(Data entries)
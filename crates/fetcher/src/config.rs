//! Fetcher configuration

use anyhow::{Context, Result};
use chrono::{DateTime, Utc};
use fetcher_lib::{AggregateKind, KindDescriptor, ReportWindow};
use serde::Deserialize;
use std::path::PathBuf;
use std::time::Duration;

const ENV_PREFIX: &str = "FETCHER";

/// Fetcher configuration
#[derive(Debug, Clone, Deserialize)]
pub struct FetcherConfig {
    /// Base URL of the cost model API
    pub kubecost_endpoint: String,

    /// Cluster display name written to every row
    pub cluster_name: String,

    /// Bucket receiving the datasets
    pub bucket_name: String,

    #[serde(default = "default_bucket_region")]
    pub bucket_region: String,

    /// Report window override as `start,end`; yesterday otherwise
    #[serde(default)]
    pub window: Option<String>,

    /// Kinds to run
    #[serde(default = "default_kinds")]
    pub kinds: Vec<AggregateKind>,

    /// Kinds whose datasets carry a `Shared Cost` column; per-kind defaults when unset
    #[serde(default)]
    pub shared_cost_kinds: Option<Vec<AggregateKind>>,

    /// Directory for local dataset copies
    #[serde(default = "default_output_dir")]
    pub output_dir: PathBuf,

    #[serde(default = "default_local_copy")]
    pub local_copy: bool,

    #[serde(default = "default_max_attempts")]
    pub max_attempts: u32,

    #[serde(default = "default_retry_delay")]
    pub retry_delay_secs: u64,

    #[serde(default = "default_request_timeout")]
    pub request_timeout_secs: u64,

    /// Prometheus textfile written at the end of the run
    #[serde(default)]
    pub metrics_textfile: Option<PathBuf>,
}

fn default_bucket_region() -> String {
    "us-east-1".to_string()
}

fn default_kinds() -> Vec<AggregateKind> {
    AggregateKind::ALL.to_vec()
}

fn default_output_dir() -> PathBuf {
    PathBuf::from("Output")
}

fn default_local_copy() -> bool {
    true
}

fn default_max_attempts() -> u32 {
    3
}

fn default_retry_delay() -> u64 {
    2
}

fn default_request_timeout() -> u64 {
    30
}

impl FetcherConfig {
    /// Load configuration from `FETCHER_*` environment variables
    pub fn load() -> Result<Self> {
        Self::from_environment(environment())
    }

    fn from_environment(environment: config::Environment) -> Result<Self> {
        let config = config::Config::builder()
            .add_source(environment)
            .build()
            .context("Failed to read configuration")?;

        let config: FetcherConfig = config
            .try_deserialize()
            .context("Invalid configuration (FETCHER_KUBECOST_ENDPOINT, FETCHER_CLUSTER_NAME and FETCHER_BUCKET_NAME are required)")?;

        if config.kinds.is_empty() {
            anyhow::bail!("FETCHER_KINDS must name at least one kind");
        }

        Ok(config)
    }

    /// Window to report on, relative to `now` unless overridden
    pub fn report_window(&self, now: DateTime<Utc>) -> Result<ReportWindow> {
        match &self.window {
            Some(window) => window
                .parse()
                .with_context(|| format!("Invalid FETCHER_WINDOW: {}", window)),
            None => Ok(ReportWindow::previous_day(now)),
        }
    }

    /// Dataset layout of every configured kind, duplicates dropped
    pub fn descriptors(&self) -> Vec<KindDescriptor> {
        let mut kinds = self.kinds.clone();
        let mut seen = Vec::with_capacity(kinds.len());
        kinds.retain(|kind| {
            if seen.contains(kind) {
                false
            } else {
                seen.push(*kind);
                true
            }
        });

        kinds
            .into_iter()
            .map(|kind| {
                let descriptor = KindDescriptor::for_kind(kind);
                match &self.shared_cost_kinds {
                    Some(shared) => descriptor.with_shared_cost(shared.contains(&kind)),
                    None => descriptor,
                }
            })
            .collect()
    }

    pub fn retry_delay(&self) -> Duration {
        Duration::from_secs(self.retry_delay_secs)
    }

    pub fn request_timeout(&self) -> Duration {
        Duration::from_secs(self.request_timeout_secs)
    }
}

fn environment() -> config::Environment {
    config::Environment::with_prefix(ENV_PREFIX)
        .try_parsing(true)
        .list_separator(",")
        .with_list_parse_key("kinds")
        .with_list_parse_key("shared_cost_kinds")
}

• _Task objective_: Say only how many lines among the entries above contain the string "None".

• _Task answer_: 2